Das LG Berlin hat der Klage mit Urteil vom 24.9.2008, auf das wegen der weiteren tatsächlichen Feststellungen gem. § 540 Abs. 1 ZPO verwiesen wird, stattgegeben. Zur Begründung führte es aus: In Höhe von 24.434,30 EUR sei die Klage nach § 812 BGB begründet. In dieser Höhe fehle es an einem vom Beklagten zu behauptenden Rechtsgrund. Im Übrigen sei die Klage nach § 64 Abs. 2 GmbHG begründet. Die vom Beklagten gewährten Darlehn seien eigenkapitalersetzend.

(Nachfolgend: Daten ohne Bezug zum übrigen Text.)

use anyhow::Result;
use clap::Parser;
use std::sync::Arc;
use std::time::Duration;
use tracing::{error, info};

use focuscam::{
    AlternatingDetector, FocuscamConfig, PersonDetector, SessionManager, StaticDetector,
};

#[derive(Parser, Debug)]
#[command(name = "focuscam")]
#[command(about = "Presence monitoring engine deriving focus and leave time blocks from a camera feed")]
#[command(version)]
#[command(long_about = "Monitors whether a person is present in front of a camera and converts \
the presence signal into contiguous focus and leave time blocks. Runs one monitoring session \
per camera; the library API supports many concurrent sessions behind a registry.")]
struct Args {
    /// Path to configuration file
    #[arg(short, long, default_value = "focuscam.toml", help = "Path to TOML configuration file")]
    config: String,

    /// Session identifier
    #[arg(short, long, default_value = "default", help = "Identifier for the monitoring session")]
    session: String,

    /// Camera device index override
    #[arg(long, help = "Camera device index, overriding the configured one")]
    camera: Option<u32>,

    /// Simulate presence changes instead of using a real detector
    #[arg(long, help = "Drive the session with a simulated detector that flips presence periodically")]
    simulate: bool,

    /// Period in seconds for the simulated presence flips
    #[arg(long, default_value_t = 30, help = "Seconds between simulated presence flips")]
    simulate_period: u64,

    /// Enable debug logging (most verbose)
    #[arg(short, long, help = "Enable debug level logging")]
    debug: bool,

    /// Enable verbose logging (info level)
    #[arg(short, long, help = "Enable verbose info level logging")]
    verbose: bool,

    /// Enable quiet mode (errors only)
    #[arg(short, long, help = "Enable quiet mode - only log errors")]
    quiet: bool,

    /// Validate configuration and exit
    #[arg(long, help = "Validate configuration file and exit without starting monitoring")]
    validate_config: bool,

    /// Print default configuration and exit
    #[arg(long, help = "Print default configuration in TOML format and exit")]
    print_config: bool,

    /// Override log format (json, pretty, compact)
    #[arg(long, value_name = "FORMAT", help = "Log output format: json, pretty, or compact")]
    log_format: Option<String>,
}

#[tokio::main]
async fn main() -> Result<()> {
    let args = Args::parse();

    if args.print_config {
        print_default_config()?;
        return Ok(());
    }

    init_logging(&args);

    info!("Starting focuscam v{}", env!("CARGO_PKG_VERSION"));
    info!("Configuration file: {}", args.config);

    let config = match FocuscamConfig::load_from_file(&args.config) {
        Ok(config) => config,
        Err(e) => {
            error!("Failed to load configuration: {}", e);
            return Err(e.into());
        }
    };

    if args.validate_config {
        match config.validate() {
            Ok(()) => {
                println!("✓ Configuration is valid");
                return Ok(());
            }
            Err(e) => {
                eprintln!("✗ Configuration validation failed: {}", e);
                std::process::exit(1);
            }
        }
    }

    config.validate()?;

    // The real person-detection model is an external capability plugged in
    // through the PersonDetector trait; the binary ships with stand-ins.
    let detector: Arc<dyn PersonDetector> = if args.simulate {
        info!(
            "Using simulated detector (presence flips every {}s)",
            args.simulate_period
        );
        Arc::new(AlternatingDetector::new(Duration::from_secs(
            args.simulate_period,
        )))
    } else {
        info!("No detector backend configured, treating every frame as presence");
        Arc::new(StaticDetector::present())
    };

    let manager = SessionManager::new(config, detector);
    let session = manager.create_session(&args.session, args.camera)?;
    session.start(false).await;

    if !session.is_running() {
        error!("Session failed to start, check camera availability");
        std::process::exit(1);
    }

    println!("Monitoring session '{}' started, Ctrl+C to stop", args.session);

    let mut status_interval = tokio::time::interval(Duration::from_secs(10));
    status_interval.tick().await; // first tick fires immediately

    loop {
        tokio::select! {
            _ = tokio::signal::ctrl_c() => {
                println!("\nStopping monitor...");
                break;
            }
            _ = status_interval.tick() => {
                while let Some(record) = session.latest_record() {
                    println!("New record: {}", record.format_human());
                }
                println!("Status: {}", serde_json::to_string(&session.status())?);
            }
        }
    }

    manager.shutdown_all().await;

    let stats = session.summary();
    println!("=== Final statistics ===");
    println!("Total focus time: {:.1} min", stats.total_focus_minutes);
    println!("Total leave time: {:.1} min", stats.total_leave_minutes);
    println!("Focus blocks: {}", stats.focus_blocks);
    println!("Leave blocks: {}", stats.leave_blocks);
    println!("Focus score: {:.2}", session.focus_score());

    Ok(())
}

fn init_logging(args: &Args) {
    use tracing_subscriber::{fmt, layer::SubscriberExt, util::SubscriberInitExt, EnvFilter, Layer};

    let log_level = if args.debug {
        "debug"
    } else if args.verbose {
        "info"
    } else if args.quiet {
        "error"
    } else {
        "warn"
    };

    let env_filter = EnvFilter::try_from_default_env()
        .unwrap_or_else(|_| EnvFilter::new(format!("focuscam={}", log_level)));

    let fmt_layer = match args.log_format.as_deref() {
        Some("json") => fmt::layer()
            .json()
            .with_target(true)
            .with_thread_ids(true)
            .boxed(),
        Some("compact") => fmt::layer()
            .compact()
            .with_target(false)
            .with_thread_ids(false)
            .boxed(),
        Some("pretty") => fmt::layer()
            .pretty()
            .with_target(true)
            .with_thread_ids(args.debug)
            .boxed(),
        Some(format) => {
            eprintln!("Warning: Unknown log format '{}', using default", format);
            fmt::layer().with_target(true).boxed()
        }
        None => fmt::layer().with_target(true).boxed(),
    };

    tracing_subscriber::registry()
        .with(fmt_layer)
        .with(env_filter)
        .init();
}

/// Print default configuration in TOML format
fn print_default_config() -> Result<()> {
    println!("# Focuscam Configuration File");
    println!("# Default configuration with all available options");
    println!();
    println!("{}", toml::to_string_pretty(&FocuscamConfig::default())?);
    Ok(())
}
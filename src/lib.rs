pub mod camera;
pub mod config;
pub mod detector;
pub mod error;
pub mod frame;
pub mod frame_buffer;
pub mod manager;
pub mod session;
pub mod timeline;

pub use camera::{default_source, FrameSource, SyntheticSource};
pub use config::{CameraConfig, DetectionConfig, FocuscamConfig, ProcessingConfig};
pub use detector::{
    AlternatingDetector, Detection, FailingDetector, PersonDetector, SequenceDetector,
    StaticDetector,
};
pub use error::{FocuscamError, Result};
pub use frame::{FrameData, FrameFormat};
pub use frame_buffer::{FrameBuffer, FrameBufferStatsSnapshot};
pub use manager::SessionManager;
pub use session::{CurrentBlock, MonitorSession, SessionStatus, SummaryStats};
pub use timeline::{BlockKind, OpenBlock, TimeBlock, TimeTracker};

#[cfg(all(feature = "camera", target_os = "linux"))]
pub use camera::CameraSource;
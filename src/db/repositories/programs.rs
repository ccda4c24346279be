use diesel::prelude::*;

use crate::db::enums::ProgramStatus;
use crate::db::models::program::{NewProgram, Program};

pub struct ProgramsRepo;

impl ProgramsRepo {
    pub fn insert(
        conn: &mut PgConnection,
        new_program: &NewProgram,
    ) -> Result<Program, diesel::result::Error> {
        diesel::insert_into(crate::schema::programs::table)
            .values(new_program)
            .get_result(conn)
    }

    pub fn find_by_id(
        conn: &mut PgConnection,
        program_id: uuid::Uuid,
    ) -> Result<Option<Program>, diesel::result::Error> {
        use crate::schema::programs::dsl::*;
        programs
            .filter(id.eq(program_id))
            .first::<Program>(conn)
            .optional()
    }

    pub fn find_by_mentorship(
        conn: &mut PgConnection,
        mentorship: uuid::Uuid,
    ) -> Result<Option<Program>, diesel::result::Error> {
        use crate::schema::programs::dsl::*;
        programs
            .filter(mentorship_id.eq(mentorship))
            .first::<Program>(conn)
            .optional()
    }

    /// Bumps the week counter. Conditional on ACTIVE so a completed
    /// program is left untouched (the caller treats None as the no-op).
    pub fn advance_week_if_active(
        conn: &mut PgConnection,
        program_id: uuid::Uuid,
    ) -> Result<Option<Program>, diesel::result::Error> {
        use crate::schema::programs::dsl as p;
        diesel::update(
            p::programs
                .filter(p::id.eq(program_id))
                .filter(p::status.eq(ProgramStatus::Active)),
        )
        .set(p::week.eq(p::week + 1))
        .get_result::<Program>(conn)
        .optional()
    }

    pub fn complete_active_for_mentorship(
        conn: &mut PgConnection,
        mentorship: uuid::Uuid,
    ) -> Result<usize, diesel::result::Error> {
        use crate::schema::programs::dsl as p;
        diesel::update(
            p::programs
                .filter(p::mentorship_id.eq(mentorship))
                .filter(p::status.eq(ProgramStatus::Active)),
        )
        .set((
            p::status.eq(ProgramStatus::Completed),
            p::completed_at.eq(chrono::Utc::now()),
        ))
        .execute(conn)
    }
}
pub mod enums;
pub mod models;
pub mod repositories;

use diesel::PgConnection;
use diesel::r2d2::{self, ConnectionManager as DbConnectionManager};

pub type DbPool = r2d2::Pool<DbConnectionManager<PgConnection>>;
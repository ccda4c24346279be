use diesel::prelude::*;

use crate::db::enums::MentorshipStatus;
use crate::db::models::mentorship::{Mentorship, NewMentorship};

pub struct MentorshipsRepo;

impl MentorshipsRepo {
    /// Inserting relies on the unique constraint on match_id; a concurrent
    /// duplicate surfaces as a UniqueViolation for the caller to map.
    pub fn insert(
        conn: &mut PgConnection,
        new_mentorship: &NewMentorship,
    ) -> Result<Mentorship, diesel::result::Error> {
        diesel::insert_into(crate::schema::mentorships::table)
            .values(new_mentorship)
            .get_result(conn)
    }

    pub fn find_by_id(
        conn: &mut PgConnection,
        mentorship_id: uuid::Uuid,
    ) -> Result<Option<Mentorship>, diesel::result::Error> {
        use crate::schema::mentorships::dsl::*;
        mentorships
            .filter(id.eq(mentorship_id))
            .first::<Mentorship>(conn)
            .optional()
    }

    pub fn list_by_cycle(
        conn: &mut PgConnection,
        cycle: uuid::Uuid,
    ) -> Result<Vec<Mentorship>, diesel::result::Error> {
        use crate::schema::mentorships::dsl::*;
        mentorships
            .filter(cycle_id.eq(cycle))
            .order(created_at.asc())
            .load::<Mentorship>(conn)
    }

    pub fn list_all(conn: &mut PgConnection) -> Result<Vec<Mentorship>, diesel::result::Error> {
        use crate::schema::mentorships::dsl::*;
        mentorships.order(created_at.asc()).load::<Mentorship>(conn)
    }

    pub fn activate_if_pending(
        conn: &mut PgConnection,
        mentorship_id: uuid::Uuid,
    ) -> Result<Option<Mentorship>, diesel::result::Error> {
        use crate::schema::mentorships::dsl as m;
        let now = chrono::Utc::now();
        diesel::update(
            m::mentorships
                .filter(m::id.eq(mentorship_id))
                .filter(m::status.eq(MentorshipStatus::Pending)),
        )
        .set((
            m::status.eq(MentorshipStatus::Active),
            m::started_at.eq(now),
            m::updated_at.eq(now),
        ))
        .get_result::<Mentorship>(conn)
        .optional()
    }

    /// sessions_completed only ever increases, and only while ACTIVE.
    pub fn record_session_if_active(
        conn: &mut PgConnection,
        mentorship_id: uuid::Uuid,
    ) -> Result<Option<Mentorship>, diesel::result::Error> {
        use crate::schema::mentorships::dsl as m;
        diesel::update(
            m::mentorships
                .filter(m::id.eq(mentorship_id))
                .filter(m::status.eq(MentorshipStatus::Active)),
        )
        .set((
            m::sessions_completed.eq(m::sessions_completed + 1),
            m::updated_at.eq(chrono::Utc::now()),
        ))
        .get_result::<Mentorship>(conn)
        .optional()
    }

    pub fn complete_if_active(
        conn: &mut PgConnection,
        mentorship_id: uuid::Uuid,
        engagement: Option<f64>,
        satisfaction: Option<f64>,
    ) -> Result<Option<Mentorship>, diesel::result::Error> {
        use crate::schema::mentorships::dsl as m;
        let now = chrono::Utc::now();
        diesel::update(
            m::mentorships
                .filter(m::id.eq(mentorship_id))
                .filter(m::status.eq(MentorshipStatus::Active)),
        )
        .set((
            m::status.eq(MentorshipStatus::Completed),
            m::engagement_score.eq(engagement),
            m::satisfaction_score.eq(satisfaction),
            m::completed_at.eq(now),
            m::updated_at.eq(now),
        ))
        .get_result::<Mentorship>(conn)
        .optional()
    }

    pub fn cancel_if_open(
        conn: &mut PgConnection,
        mentorship_id: uuid::Uuid,
        reason: &str,
    ) -> Result<Option<Mentorship>, diesel::result::Error> {
        use crate::schema::mentorships::dsl as m;
        diesel::update(
            m::mentorships
                .filter(m::id.eq(mentorship_id))
                .filter(m::status.eq_any(vec![
                    MentorshipStatus::Pending,
                    MentorshipStatus::Active,
                ])),
        )
        .set((
            m::status.eq(MentorshipStatus::Cancelled),
            m::cancel_reason.eq(reason),
            m::updated_at.eq(chrono::Utc::now()),
        ))
        .get_result::<Mentorship>(conn)
        .optional()
    }

    /// certificate_id is write-once: the update only applies while the
    /// column is still NULL.
    pub fn link_certificate_once(
        conn: &mut PgConnection,
        mentorship_id: uuid::Uuid,
        certificate: uuid::Uuid,
    ) -> Result<usize, diesel::result::Error> {
        use crate::schema::mentorships::dsl as m;
        diesel::update(
            m::mentorships
                .filter(m::id.eq(mentorship_id))
                .filter(m::certificate_id.is_null()),
        )
        .set((
            m::certificate_id.eq(certificate),
            m::updated_at.eq(chrono::Utc::now()),
        ))
        .execute(conn)
    }
}
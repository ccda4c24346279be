use diesel::prelude::*;

use crate::db::enums::CycleStatus;
use crate::db::models::cycle::{Cycle, NewCycle};

pub struct CyclesRepo;

impl CyclesRepo {
    pub fn insert(
        conn: &mut PgConnection,
        new_cycle: &NewCycle,
    ) -> Result<Cycle, diesel::result::Error> {
        diesel::insert_into(crate::schema::cycles::table)
            .values(new_cycle)
            .get_result(conn)
    }

    pub fn list(conn: &mut PgConnection) -> Result<Vec<Cycle>, diesel::result::Error> {
        use crate::schema::cycles::dsl::*;
        cycles.order(start_date.desc()).load::<Cycle>(conn)
    }

    pub fn find_by_id(
        conn: &mut PgConnection,
        cycle_id: uuid::Uuid,
    ) -> Result<Option<Cycle>, diesel::result::Error> {
        use crate::schema::cycles::dsl::*;
        cycles
            .filter(id.eq(cycle_id))
            .first::<Cycle>(conn)
            .optional()
    }

    /// UPCOMING -> ACTIVE, applied as a conditional update. Returns None
    /// when the cycle is not in UPCOMING (already launched or completed).
    pub fn launch_if_upcoming(
        conn: &mut PgConnection,
        cycle_id: uuid::Uuid,
    ) -> Result<Option<Cycle>, diesel::result::Error> {
        use crate::schema::cycles::dsl as c;
        diesel::update(
            c::cycles
                .filter(c::id.eq(cycle_id))
                .filter(c::status.eq(CycleStatus::Upcoming)),
        )
        .set((
            c::status.eq(CycleStatus::Active),
            c::updated_at.eq(chrono::Utc::now()),
        ))
        .get_result::<Cycle>(conn)
        .optional()
    }

    /// ACTIVE -> COMPLETED, conditional as above.
    pub fn complete_if_active(
        conn: &mut PgConnection,
        cycle_id: uuid::Uuid,
    ) -> Result<Option<Cycle>, diesel::result::Error> {
        use crate::schema::cycles::dsl as c;
        diesel::update(
            c::cycles
                .filter(c::id.eq(cycle_id))
                .filter(c::status.eq(CycleStatus::Active)),
        )
        .set((
            c::status.eq(CycleStatus::Completed),
            c::updated_at.eq(chrono::Utc::now()),
        ))
        .get_result::<Cycle>(conn)
        .optional()
    }

    pub fn delete_by_id(
        conn: &mut PgConnection,
        cycle_id: uuid::Uuid,
    ) -> Result<usize, diesel::result::Error> {
        use crate::schema::cycles::dsl::*;
        diesel::delete(cycles.filter(id.eq(cycle_id))).execute(conn)
    }
}
use crate::db::models::api::ApiResponse;
use axum::{Json, http::StatusCode, response::IntoResponse};
use thiserror::Error;

#[derive(Error, Debug)]
pub enum AppError {
    #[error("Database error: {0}")]
    Database(#[from] diesel::result::Error),

    #[error("Pool error: {0}")]
    Pool(#[from] r2d2::Error),

    #[error("Validation error: {message}")]
    Validation { message: String },

    #[error("Not found: {resource}")]
    NotFound { resource: String },

    /// A state-machine or business rule was violated; the message names
    /// the rule. Never coerced into a silent no-op.
    #[error("Precondition failed: {message}")]
    PreconditionFailed { message: String },

    /// Raised only on manual assignment; automated matching excludes full
    /// mentors from the pool instead.
    #[error("Capacity exceeded: {message}")]
    CapacityExceeded { message: String },

    /// The losing side of a concurrent race (double approval, double
    /// certificate). Not retried automatically.
    #[error("Conflict: {message}")]
    Conflict {
        message: String,
        field: Option<String>,
        code: Option<String>,
    },

    #[error("Configuration error: {0}")]
    Config(String),

    #[error("Internal server error: {0}")]
    Internal(String),
}

impl IntoResponse for AppError {
    fn into_response(self) -> axum::response::Response {
        let (status, response) = match self {
            AppError::Database(ref e) => {
                tracing::error!("Database error: {}", e);
                (
                    StatusCode::INTERNAL_SERVER_ERROR,
                    ApiResponse::<()>::internal_error("Database error"),
                )
            }
            AppError::Pool(ref e) => {
                tracing::error!("Connection pool error: {}", e);
                (
                    StatusCode::INTERNAL_SERVER_ERROR,
                    ApiResponse::<()>::internal_error("Connection error"),
                )
            }
            AppError::Validation { ref message } => (
                StatusCode::BAD_REQUEST,
                ApiResponse::<()>::bad_request(message),
            ),
            AppError::NotFound { ref resource } => (
                StatusCode::NOT_FOUND,
                ApiResponse::<()>::not_found(&format!("{} not found", resource)),
            ),
            AppError::PreconditionFailed { ref message } => (
                StatusCode::UNPROCESSABLE_ENTITY,
                ApiResponse::<()>::precondition_failed(message),
            ),
            AppError::CapacityExceeded { ref message } => (
                StatusCode::CONFLICT,
                ApiResponse::<()>::capacity_exceeded(message),
            ),
            AppError::Conflict {
                ref message,
                ref field,
                ref code,
            } => (
                StatusCode::CONFLICT,
                ApiResponse::<()>::conflict(message, field.clone(), code.as_deref().unwrap_or("CONFLICT")),
            ),
            AppError::Config(ref e) => {
                tracing::error!("Configuration error: {}", e);
                (
                    StatusCode::INTERNAL_SERVER_ERROR,
                    ApiResponse::<()>::internal_error("Configuration error"),
                )
            }
            AppError::Internal(ref message) => {
                tracing::error!("Internal error: {}", message);
                (
                    StatusCode::INTERNAL_SERVER_ERROR,
                    ApiResponse::<()>::internal_error(message),
                )
            }
        };

        (status, Json(response)).into_response()
    }
}

pub type AppResult<T> = Result<T, AppError>;

impl AppError {
    pub fn validation(message: impl Into<String>) -> Self {
        Self::Validation {
            message: message.into(),
        }
    }

    pub fn not_found(resource: impl Into<String>) -> Self {
        Self::NotFound {
            resource: resource.into(),
        }
    }

    pub fn precondition(message: impl Into<String>) -> Self {
        Self::PreconditionFailed {
            message: message.into(),
        }
    }

    pub fn capacity(message: impl Into<String>) -> Self {
        Self::CapacityExceeded {
            message: message.into(),
        }
    }

    pub fn conflict(message: impl Into<String>) -> Self {
        Self::Conflict {
            message: message.into(),
            field: None,
            code: None,
        }
    }

    pub fn conflict_with_code(
        message: impl Into<String>,
        field: Option<String>,
        code: impl Into<String>,
    ) -> Self {
        Self::Conflict {
            message: message.into(),
            field,
            code: Some(code.into()),
        }
    }

    pub fn internal(message: impl Into<String>) -> Self {
        Self::Internal(message.into())
    }

    /// Maps a unique-constraint violation to the given conflict error and
    /// passes every other database error through unchanged.
    pub fn on_unique_violation(err: diesel::result::Error, conflict: AppError) -> AppError {
        match err {
            diesel::result::Error::DatabaseError(
                diesel::result::DatabaseErrorKind::UniqueViolation,
                _,
            ) => conflict,
            other => AppError::Database(other),
        }
    }
}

Hiergegen wendet sich der Beklagte. Seine Berufung gegen das ihm am 27.11.2008 zugestellte Urteil des LG Berlin ist beim KG am 22.12.2008 eingegangen. Der Beklagte hat seine Berufung nach Verlängerung bis zum 27.2.2009 mit am 27.2.2009 eingegangenem Schriftsatz begründet.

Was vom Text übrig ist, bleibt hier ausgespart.